The rich man recognizes Lazarus only amid the torments of the afterlife. He wants the poor man to alleviate his suffering with a drop of water. What he asks of Lazarus is similar to what he could have done but never did. Abraham tells him: “During your life you had your fill of good things, just as Lazarus had his fill of bad. Now he is being comforted here while you are in agony” (v. 25). In the afterlife, a kind of fairness is restored and life’s evils are balanced by good.

 

The parable goes on to offer a message for all Christians. The rich man asks Abraham to send Lazarus to warn his brothers, who are still alive. But Abraham answers: “They have Moses and the prophets, let them listen to them” (v. 29). Countering the rich man’s objections, he adds: “If they will not listen either to Moses or to the prophets, they will not be convinced even if someone should rise from the dead” (v. 31).

 

The rich man’s real problem thus comes to the fore. At the root of all his ills was the failure to heed God’s word. As a result, he no longer loved God and grew to despise his neighbor.

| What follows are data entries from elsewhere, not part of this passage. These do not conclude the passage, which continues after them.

use cardrail_domain::model::{
    derive_payment_reference, NewPayment, PaymentRecord, PaymentStatus, SessionId, TokenAmount,
    TxHash,
};
use cardrail_domain::storage::{
    BeginPaymentError, FulfillmentStore, StorageError, StorageResult, TerminalFailure,
};
use chrono::Utc;
use sea_orm::sea_query::Expr;
use sea_orm::{
    ActiveEnum, ColumnTrait, DatabaseTransaction, DbErr, EntityTrait, QueryFilter, Set,
    TransactionTrait,
};

use crate::entity::payments::{self, PaymentStatusDb};
use crate::entity::sessions::{self, SessionStatusDb};
use crate::entity::gift_cards;
use crate::SeaOrmStorage;

#[async_trait::async_trait]
impl FulfillmentStore for SeaOrmStorage {
    async fn find_payment_by_session(
        &self,
        session_id: &SessionId,
    ) -> StorageResult<Option<PaymentRecord>> {
        let maybe = payments::Entity::find()
            .filter(payments::Column::SessionId.eq(session_id.as_str()))
            .one(self.connection())
            .await
            .map_err(StorageError::from_source)?;
        maybe.map(payment_to_record).transpose()
    }

    async fn begin_fulfillment(
        &self,
        payment: NewPayment,
    ) -> Result<PaymentRecord, BeginPaymentError> {
        let gift_card_id = payment
            .gift_card_id
            .ok_or(BeginPaymentError::GiftCardNotFound)?;

        let txn = self
            .connection()
            .begin()
            .await
            .map_err(storage_err)
            .map_err(BeginPaymentError::Storage)?;

        require_payable_session(&txn, &payment.session_id).await?;

        // The pre-read distinguishes "missing" from "held"; the conditional
        // update below is what actually closes the reservation race.
        let card = gift_cards::Entity::find_by_id(gift_card_id)
            .one(&txn)
            .await
            .map_err(storage_err)
            .map_err(BeginPaymentError::Storage)?
            .ok_or(BeginPaymentError::GiftCardNotFound)?;
        if !card.active || card.reserved_by_payment_id.is_some() {
            return Err(BeginPaymentError::GiftCardUnavailable);
        }

        let record = insert_payment(&txn, &payment, PaymentStatusDb::Confirming).await?;

        let reserved = gift_cards::Entity::update_many()
            .col_expr(
                gift_cards::Column::ReservedByPaymentId,
                Expr::value(Some(record.id)),
            )
            .col_expr(
                gift_cards::Column::ReservedAt,
                Expr::value(Some(record.created_at)),
            )
            .filter(gift_cards::Column::Id.eq(gift_card_id))
            .filter(gift_cards::Column::Active.eq(true))
            .filter(gift_cards::Column::ReservedByPaymentId.is_null())
            .exec(&txn)
            .await
            .map_err(storage_err)
            .map_err(BeginPaymentError::Storage)?;
        if reserved.rows_affected == 0 {
            return Err(BeginPaymentError::GiftCardUnavailable);
        }

        sessions::Entity::update_many()
            .col_expr(
                sessions::Column::Status,
                Expr::value(SessionStatusDb::Paid.to_value()),
            )
            .col_expr(sessions::Column::GiftCardId, Expr::value(Some(gift_card_id)))
            .filter(sessions::Column::Id.eq(payment.session_id.as_str()))
            .exec(&txn)
            .await
            .map_err(storage_err)
            .map_err(BeginPaymentError::Storage)?;

        txn.commit()
            .await
            .map_err(storage_err)
            .map_err(BeginPaymentError::Storage)?;
        Ok(record)
    }

    async fn record_direct_payment(
        &self,
        payment: NewPayment,
    ) -> Result<PaymentRecord, BeginPaymentError> {
        let txn = self
            .connection()
            .begin()
            .await
            .map_err(storage_err)
            .map_err(BeginPaymentError::Storage)?;

        require_payable_session(&txn, &payment.session_id).await?;

        let record = insert_payment(&txn, &payment, PaymentStatusDb::Succeeded).await?;

        sessions::Entity::update_many()
            .col_expr(
                sessions::Column::Status,
                Expr::value(SessionStatusDb::Paid.to_value()),
            )
            .filter(sessions::Column::Id.eq(payment.session_id.as_str()))
            .exec(&txn)
            .await
            .map_err(storage_err)
            .map_err(BeginPaymentError::Storage)?;

        txn.commit()
            .await
            .map_err(storage_err)
            .map_err(BeginPaymentError::Storage)?;
        Ok(record)
    }

    async fn complete_fulfillment(
        &self,
        payment_id: i64,
        session_id: &SessionId,
        gift_card_id: i64,
    ) -> StorageResult<()> {
        let txn = self.connection().begin().await.map_err(storage_err)?;

        let consumed = gift_cards::Entity::update_many()
            .col_expr(gift_cards::Column::Active, Expr::value(false))
            .col_expr(
                gift_cards::Column::ReservedByPaymentId,
                Expr::value(Option::<i64>::None),
            )
            .col_expr(
                gift_cards::Column::ReservedAt,
                Expr::value(Option::<chrono::DateTime<Utc>>::None),
            )
            .filter(gift_cards::Column::Id.eq(gift_card_id))
            .filter(gift_cards::Column::Active.eq(true))
            .filter(gift_cards::Column::ReservedByPaymentId.eq(payment_id))
            .exec(&txn)
            .await
            .map_err(storage_err)?;
        if consumed.rows_affected == 0 {
            return Err(StorageError::Database(format!(
                "gift card {gift_card_id} no longer reserved by payment {payment_id}"
            )));
        }

        update_payment_status(&txn, payment_id, PaymentStatusDb::Succeeded).await?;
        update_session_status(&txn, session_id, SessionStatusDb::Fulfilled).await?;

        txn.commit().await.map_err(storage_err)
    }

    async fn compensate_fulfillment(
        &self,
        payment_id: i64,
        session_id: &SessionId,
        gift_card_id: Option<i64>,
        terminal: TerminalFailure,
    ) -> StorageResult<()> {
        let (payment_status, session_status) = match terminal {
            TerminalFailure::Failed => (PaymentStatusDb::Failed, SessionStatusDb::Failed),
            TerminalFailure::EmailFailed => {
                (PaymentStatusDb::EmailFailed, SessionStatusDb::EmailFailed)
            }
        };

        let txn = self.connection().begin().await.map_err(storage_err)?;

        if let Some(card_id) = gift_card_id {
            gift_cards::Entity::update_many()
                .col_expr(
                    gift_cards::Column::ReservedByPaymentId,
                    Expr::value(Option::<i64>::None),
                )
                .col_expr(
                    gift_cards::Column::ReservedAt,
                    Expr::value(Option::<chrono::DateTime<Utc>>::None),
                )
                .filter(gift_cards::Column::Id.eq(card_id))
                .filter(gift_cards::Column::ReservedByPaymentId.eq(payment_id))
                .exec(&txn)
                .await
                .map_err(storage_err)?;
        }

        update_payment_status(&txn, payment_id, payment_status).await?;
        update_session_status(&txn, session_id, session_status).await?;

        txn.commit().await.map_err(storage_err)
    }
}

async fn require_payable_session(
    txn: &DatabaseTransaction,
    session_id: &SessionId,
) -> Result<(), BeginPaymentError> {
    let session = sessions::Entity::find_by_id(session_id.as_str().to_owned())
        .one(txn)
        .await
        .map_err(storage_err)
        .map_err(BeginPaymentError::Storage)?
        .ok_or(BeginPaymentError::SessionNotPayable)?;
    if session.status != SessionStatusDb::Pending {
        return Err(BeginPaymentError::SessionNotPayable);
    }
    Ok(())
}

async fn insert_payment(
    txn: &DatabaseTransaction,
    payment: &NewPayment,
    status: PaymentStatusDb,
) -> Result<PaymentRecord, BeginPaymentError> {
    let now = Utc::now();
    let reference = derive_payment_reference(&payment.session_id, &payment.tx_hash);
    let model = payments::ActiveModel {
        session_id: Set(payment.session_id.as_str().to_owned()),
        wallet_id: Set(payment.wallet_id.clone()),
        user_id: Set(payment.user_id.clone()),
        amount_base_units: Set(payment.amount.base_units().to_string()),
        token: Set(payment.token.clone()),
        tx_hash: Set(payment.tx_hash.as_str().to_owned()),
        reference: Set(reference.clone()),
        status: Set(status.clone()),
        created_at: Set(now),
        updated_at: Set(now),
        ..Default::default()
    };

    let inserted = payments::Entity::insert(model).exec(txn).await;
    let payment_id = match inserted {
        Ok(result) => result.last_insert_id,
        Err(err) => return Err(classify_insert_error(err)),
    };

    Ok(PaymentRecord {
        id: payment_id,
        session_id: payment.session_id.clone(),
        wallet_id: payment.wallet_id.clone(),
        user_id: payment.user_id.clone(),
        amount: payment.amount,
        token: payment.token.clone(),
        tx_hash: payment.tx_hash.clone(),
        reference,
        status: status.into(),
        created_at: now,
        updated_at: now,
    })
}

async fn update_payment_status(
    txn: &DatabaseTransaction,
    payment_id: i64,
    status: PaymentStatusDb,
) -> StorageResult<()> {
    payments::Entity::update_many()
        .col_expr(payments::Column::Status, Expr::value(status.to_value()))
        .col_expr(payments::Column::UpdatedAt, Expr::value(Utc::now()))
        .filter(payments::Column::Id.eq(payment_id))
        .exec(txn)
        .await
        .map_err(storage_err)?;
    Ok(())
}

async fn update_session_status(
    txn: &DatabaseTransaction,
    session_id: &SessionId,
    status: SessionStatusDb,
) -> StorageResult<()> {
    sessions::Entity::update_many()
        .col_expr(sessions::Column::Status, Expr::value(status.to_value()))
        .filter(sessions::Column::Id.eq(session_id.as_str()))
        .exec(txn)
        .await
        .map_err(storage_err)?;
    Ok(())
}

fn storage_err(err: DbErr) -> StorageError {
    StorageError::from_source(err)
}

fn classify_insert_error(err: DbErr) -> BeginPaymentError {
    if err.to_string().to_lowercase().contains("unique") {
        BeginPaymentError::DuplicatePayment
    } else {
        BeginPaymentError::Storage(storage_err(err))
    }
}

fn payment_to_record(model: payments::Model) -> StorageResult<PaymentRecord> {
    let session_id = SessionId::parse(&model.session_id)
        .map_err(|err| StorageError::Database(format!("corrupt session id: {err}")))?;
    let tx_hash = TxHash::parse(&model.tx_hash)
        .map_err(|err| StorageError::Database(format!("corrupt tx hash: {err}")))?;
    let units: u128 = model
        .amount_base_units
        .parse()
        .map_err(|_| StorageError::Database("corrupt payment amount".into()))?;

    Ok(PaymentRecord {
        id: model.id,
        session_id,
        wallet_id: model.wallet_id,
        user_id: model.user_id,
        amount: TokenAmount::from_base_units(units),
        token: model.token,
        tx_hash,
        reference: model.reference,
        status: model.status.into(),
        created_at: model.created_at,
        updated_at: model.updated_at,
    })
}
use std::sync::Arc;

use cardrail_domain::telemetry::TelemetryGuard;
use cardrail_fulfillment::FulfillmentOrchestrator;
use cardrail_storage::SeaOrmStorage;

use crate::gate::RequestGate;

pub type Orchestrator = FulfillmentOrchestrator<SeaOrmStorage>;

#[derive(Clone)]
pub struct AppState {
    orchestrator: Arc<Orchestrator>,
    gate: Arc<RequestGate>,
    telemetry: TelemetryGuard,
}

impl AppState {
    pub fn new(
        orchestrator: Arc<Orchestrator>,
        gate: Arc<RequestGate>,
        telemetry: TelemetryGuard,
    ) -> Self {
        Self {
            orchestrator,
            gate,
            telemetry,
        }
    }

    pub fn orchestrator(&self) -> &Orchestrator {
        self.orchestrator.as_ref()
    }

    pub fn gate(&self) -> &RequestGate {
        self.gate.as_ref()
    }

    pub fn telemetry(&self) -> &TelemetryGuard {
        &self.telemetry
    }
}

The word of God is alive and powerful, capable of converting hearts and leading them back to God. When we close our heart to the gift of God’s word, we end up closing our heart to the gift of our brothers and sisters.

 

Dear friends, Lent is the favorable season for renewing our encounter with Christ, living in is word, in the sacraments and in our neighbor. The Lord, who overcame the deceptions of the Tempter during the forty days in the desert, shows us the path we must take. May the Holy Spirit lead us on a true journey of conversion, so that we can rediscover the gift of God’s word, be purified of the sin that blinds us, and serve Christ present in our brothers and sisters in need. I encourage all the faithful to express this spiritual renewal also by sharing in the Lenten Campaigns promoted by many Church organizations in different parts of the world, and thus to favor the culture of encounter in our one human family. Let us pray for one another so that, by sharing in the victory of Christ, we may open our doors to the weak and poor. Then we will be able to experience and share to the full the joy of Easter.